### Source data

- Opening Delimiter -

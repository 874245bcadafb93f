//! Filesystem watcher for live catalog updates.
//!
//! Wraps a notify watcher over every volume root and turns raw notify events
//! into catalog change events.

use anyhow::{Context, Result};
use notify::event::{ModifyKind, RemoveKind, RenameMode};
use notify::{Config, Event, EventKind, RecommendedWatcher, RecursiveMode, Watcher};
use std::collections::HashMap;
use std::fs;
use std::path::{Path, PathBuf};
use std::sync::mpsc::{channel, Receiver, RecvTimeoutError};
use std::time::{Duration, Instant};
use tracing::{debug, trace, warn};

use crate::catalog::{ChangeEvent, Entry, EntryKey, EntryKind, Metadata};
use crate::exclude::ExcludePatterns;
use crate::paths;

/// A watched volume root and the label its entries are catalogued under.
#[derive(Debug, Clone)]
struct WatchedVolume {
    root: PathBuf,
    label: String,
}

/// How long the source half of a rename waits for its destination.
pub const DEFAULT_RENAME_WINDOW: Duration = Duration::from_secs(1);

/// Source half of a rename still waiting for its pair.
#[derive(Debug, Clone)]
struct PendingRename {
    key: EntryKey,
    tracker: Option<usize>,
    seen: Instant,
}

/// Converts notify events into catalog changes.
#[derive(Debug, Clone)]
pub struct EventTranslator {
    volumes: Vec<WatchedVolume>,
    denylist: Vec<String>,
    exclude: ExcludePatterns,
    rename_window: Duration,
    pending_renames: Vec<PendingRename>,
}

impl EventTranslator {
    pub fn new(roots: &[PathBuf]) -> Self {
        let volumes = roots
            .iter()
            .map(|root| WatchedVolume {
                root: root.clone(),
                label: paths::volume_label(root),
            })
            .collect();
        Self {
            volumes,
            denylist: Vec::new(),
            exclude: ExcludePatterns::default(),
            rename_window: DEFAULT_RENAME_WINDOW,
            pending_renames: Vec::new(),
        }
    }

    /// Time an unpaired rename source waits before it is treated as deleted.
    pub fn with_rename_window(mut self, window: Duration) -> Self {
        self.rename_window = window;
        self
    }

    pub fn with_denylist(mut self, denylist: Vec<String>) -> Self {
        self.denylist = denylist.into_iter().filter(|p| !p.is_empty()).collect();
        self
    }

    pub fn with_exclude(mut self, exclude: ExcludePatterns) -> Self {
        self.exclude = exclude;
        self
    }

    /// Map an absolute path to its catalog key, or None when it is outside
    /// every volume, denylisted or excluded.
    pub fn locate(&self, path: &Path) -> Option<EntryKey> {
        // Longest root first so nested volumes resolve to the innermost one
        let volume = self
            .volumes
            .iter()
            .filter(|v| path.starts_with(&v.root))
            .max_by_key(|v| v.root.as_os_str().len())?;
        let relative = paths::relative_to_root(path, &volume.root)?;
        let top = paths::top_level(&relative);
        if self.denylist.iter().any(|prefix| top.starts_with(prefix.as_str())) {
            return None;
        }
        if self.exclude.is_excluded(&relative) {
            return None;
        }
        Some(EntryKey::new(volume.label.clone(), relative))
    }

    /// Translate one notify event. Unsupported or irrelevant events produce
    /// nothing.
    pub fn translate(&mut self, event: &Event) -> Vec<ChangeEvent> {
        match &event.kind {
            EventKind::Create(_) => event
                .paths
                .iter()
                .filter_map(|path| self.created(path))
                .collect(),
            EventKind::Modify(ModifyKind::Name(RenameMode::To)) => {
                if let Some(tracker) = event.attrs.tracker() {
                    self.pending_renames.retain(|p| p.tracker != Some(tracker));
                }
                event
                    .paths
                    .iter()
                    .filter_map(|path| self.created(path))
                    .collect()
            }
            EventKind::Remove(remove) => event
                .paths
                .iter()
                .filter_map(|path| self.locate(path))
                .flat_map(|key| removed_kinds(remove).iter().map(move |kind| ChangeEvent::Deleted {
                    kind: *kind,
                    key: key.clone(),
                }))
                .collect(),
            EventKind::Modify(ModifyKind::Name(RenameMode::Both)) => match event.paths.as_slice() {
                [from, to] => {
                    self.settle_rename(event.attrs.tracker(), from);
                    self.moved(from, to).into_iter().collect()
                }
                _ => Vec::new(),
            },
            EventKind::Modify(ModifyKind::Name(RenameMode::Any | RenameMode::Other)) => event
                .paths
                .iter()
                .flat_map(|path| self.renamed_unpaired(path))
                .collect(),
            // Held until the paired half arrives or the rename window lapses
            EventKind::Modify(ModifyKind::Name(RenameMode::From)) => {
                let tracker = event.attrs.tracker();
                for path in &event.paths {
                    if let Some(key) = self.locate(path) {
                        self.pending_renames.push(PendingRename {
                            key,
                            tracker,
                            seen: Instant::now(),
                        });
                    }
                }
                Vec::new()
            }
            EventKind::Modify(_) => event
                .paths
                .iter()
                .filter_map(|path| {
                    let key = self.locate(path)?;
                    let kind = if path.is_dir() {
                        EntryKind::Directory
                    } else {
                        EntryKind::File
                    };
                    Some(ChangeEvent::Modified { kind, key })
                })
                .collect(),
            EventKind::Access(_) | EventKind::Any | EventKind::Other => Vec::new(),
        }
    }

    /// Rename sources whose pair never arrived within the rename window,
    /// as deletions. The entry is gone, so both kinds are deleted.
    pub fn expire_renames(&mut self, now: Instant) -> Vec<ChangeEvent> {
        let window = self.rename_window;
        let (expired, waiting): (Vec<_>, Vec<_>) = self
            .pending_renames
            .drain(..)
            .partition(|p| now.saturating_duration_since(p.seen) >= window);
        self.pending_renames = waiting;

        expired
            .into_iter()
            // Something took the source path back in the meantime
            .filter(|pending| fs::symlink_metadata(pending.key.full_path()).is_err())
            .flat_map(|pending| {
                debug!(key = %pending.key, "rename source left the volumes");
                [EntryKind::File, EntryKind::Directory].map(|kind| ChangeEvent::Deleted {
                    kind,
                    key: pending.key.clone(),
                })
            })
            .collect()
    }

    /// Number of rename sources waiting for their pair.
    pub fn pending_renames(&self) -> usize {
        self.pending_renames.len()
    }

    fn settle_rename(&mut self, tracker: Option<usize>, from: &Path) {
        let key = self.locate(from);
        self.pending_renames.retain(|p| {
            let same_tracker = tracker.is_some() && p.tracker == tracker;
            let same_key = key.as_ref() == Some(&p.key);
            !(same_tracker || same_key)
        });
    }

    fn created(&self, path: &Path) -> Option<ChangeEvent> {
        let key = self.locate(path)?;
        let (kind, meta) = stat(path)?;
        Some(ChangeEvent::Created(Entry::new(kind, key, meta)))
    }

    fn moved(&self, from: &Path, to: &Path) -> Option<ChangeEvent> {
        let kind = if fs::symlink_metadata(to).map(|m| m.is_dir()).unwrap_or(false) {
            EntryKind::Directory
        } else {
            EntryKind::File
        };
        match (self.locate(from), self.locate(to)) {
            (Some(from_key), Some(to_key)) => {
                let to_parent = paths::parent_of(&to_key.path);
                Some(ChangeEvent::Moved {
                    kind,
                    from: from_key,
                    to: to_key,
                    to_parent,
                })
            }
            // Moved in from an untracked location
            (None, Some(_)) => self.created(to),
            // Moved out of every volume or into an excluded location
            (Some(from_key), None) => Some(ChangeEvent::Deleted { kind, key: from_key }),
            (None, None) => None,
        }
    }

    // Rename reported without pairing: the path either exists now or is gone
    fn renamed_unpaired(&self, path: &Path) -> Vec<ChangeEvent> {
        if fs::symlink_metadata(path).is_ok() {
            return self.created(path).into_iter().collect();
        }
        match self.locate(path) {
            Some(key) => vec![
                ChangeEvent::Deleted {
                    kind: EntryKind::File,
                    key: key.clone(),
                },
                ChangeEvent::Deleted {
                    kind: EntryKind::Directory,
                    key,
                },
            ],
            None => Vec::new(),
        }
    }
}

fn removed_kinds(remove: &RemoveKind) -> &'static [EntryKind] {
    match remove {
        RemoveKind::File => &[EntryKind::File],
        RemoveKind::Folder => &[EntryKind::Directory],
        _ => &[EntryKind::File, EntryKind::Directory],
    }
}

// Regular files and directories only; symlinks and vanished paths are skipped
fn stat(path: &Path) -> Option<(EntryKind, Metadata)> {
    let meta = match fs::symlink_metadata(path) {
        Ok(meta) => meta,
        Err(e) => {
            trace!(path = %path.display(), error = %e, "created path vanished");
            return None;
        }
    };
    let kind = if meta.is_dir() {
        EntryKind::Directory
    } else if meta.is_file() {
        EntryKind::File
    } else {
        return None;
    };
    Some((kind, Metadata::from_fs(&meta)))
}

/// File system watcher over every volume root.
pub struct VolumeWatcher {
    _watcher: RecommendedWatcher,
    receiver: Receiver<notify::Result<Event>>,
    translator: EventTranslator,
    watched_paths: Vec<PathBuf>,
}

impl VolumeWatcher {
    /// Watch every root that exists; missing roots are logged and skipped.
    pub fn new(translator: EventTranslator) -> Result<Self> {
        let (tx, rx) = channel();
        let mut watcher = RecommendedWatcher::new(
            move |res: notify::Result<Event>| {
                let _ = tx.send(res);
            },
            Config::default().with_poll_interval(Duration::from_secs(1)),
        )?;

        let mut watched_paths = Vec::new();
        for volume in &translator.volumes {
            if !volume.root.is_dir() {
                warn!(volume = %volume.root.display(), "volume root missing, not watched");
                continue;
            }
            watcher
                .watch(&volume.root, RecursiveMode::Recursive)
                .with_context(|| format!("Failed to watch {}", volume.root.display()))?;
            debug!(volume = %volume.root.display(), "watching volume");
            watched_paths.push(volume.root.clone());
        }

        Ok(Self {
            _watcher: watcher,
            receiver: rx,
            translator,
            watched_paths,
        })
    }

    /// Wait up to `timeout` for the next batch of changes.
    ///
    /// Returns `None` once the underlying watcher has shut down. Watcher
    /// errors are logged and yield an empty batch. Rename sources left
    /// unpaired past the rename window are reported as deletions here.
    pub fn next_changes(&mut self, timeout: Duration) -> Option<Vec<ChangeEvent>> {
        let mut changes = match self.receiver.recv_timeout(timeout) {
            Ok(Ok(event)) => {
                let changes = self.translator.translate(&event);
                trace!(kind = ?event.kind, changes = changes.len(), "notify event");
                changes
            }
            Ok(Err(e)) => {
                warn!(error = %e, "watch error");
                Vec::new()
            }
            Err(RecvTimeoutError::Timeout) => Vec::new(),
            Err(RecvTimeoutError::Disconnected) => return None,
        };
        changes.extend(self.translator.expire_renames(Instant::now()));
        Some(changes)
    }

    pub fn watched_paths(&self) -> &[PathBuf] {
        &self.watched_paths
    }
}

/// Collapses bursts of modification notices for the same entry.
///
/// Only `Modified` events are coalesced; any other event for a key resets
/// its window so that create/delete ordering is never lost.
#[derive(Debug)]
pub struct EventDebouncer {
    window: Duration,
    recent: HashMap<EntryKey, Instant>,
}

impl EventDebouncer {
    pub fn new(window: Duration) -> Self {
        Self {
            window,
            recent: HashMap::new(),
        }
    }

    /// Default debouncer (100ms window).
    pub fn default_window() -> Self {
        Self::new(Duration::from_millis(100))
    }

    /// Check if an event should be processed (not a duplicate).
    pub fn should_process(&mut self, event: &ChangeEvent) -> bool {
        let now = Instant::now();
        let window = self.window;
        self.recent.retain(|_, seen| now.duration_since(*seen) < window);

        match event {
            ChangeEvent::Modified { key, .. } => {
                if self.recent.contains_key(key) {
                    return false;
                }
                self.recent.insert(key.clone(), now);
                true
            }
            ChangeEvent::Moved { from, to, .. } => {
                self.recent.remove(from);
                self.recent.remove(to);
                true
            }
            other => {
                self.recent.remove(other.key());
                true
            }
        }
    }

    /// Process events and return only non-duplicate ones.
    pub fn filter(&mut self, events: Vec<ChangeEvent>) -> Vec<ChangeEvent> {
        events
            .into_iter()
            .filter(|e| self.should_process(e))
            .collect()
    }
}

- Closing Delimiter -

### Work instructions
What are the lines above, starting at the one with "for its pair." and ending at the one with "pub fn new(roots: &[PathBuf])"? Give them again exactly, and only them.

### Expected output
/// Source half of a rename still waiting for its pair.
#[derive(Debug, Clone)]
struct PendingRename {
    key: EntryKey,
    tracker: Option<usize>,
    seen: Instant,
}

/// Converts notify events into catalog changes.
#[derive(Debug, Clone)]
pub struct EventTranslator {
    volumes: Vec<WatchedVolume>,
    denylist: Vec<String>,
    exclude: ExcludePatterns,
    rename_window: Duration,
    pending_renames: Vec<PendingRename>,
}

impl EventTranslator {
    pub fn new(roots: &[PathBuf]) -> Self {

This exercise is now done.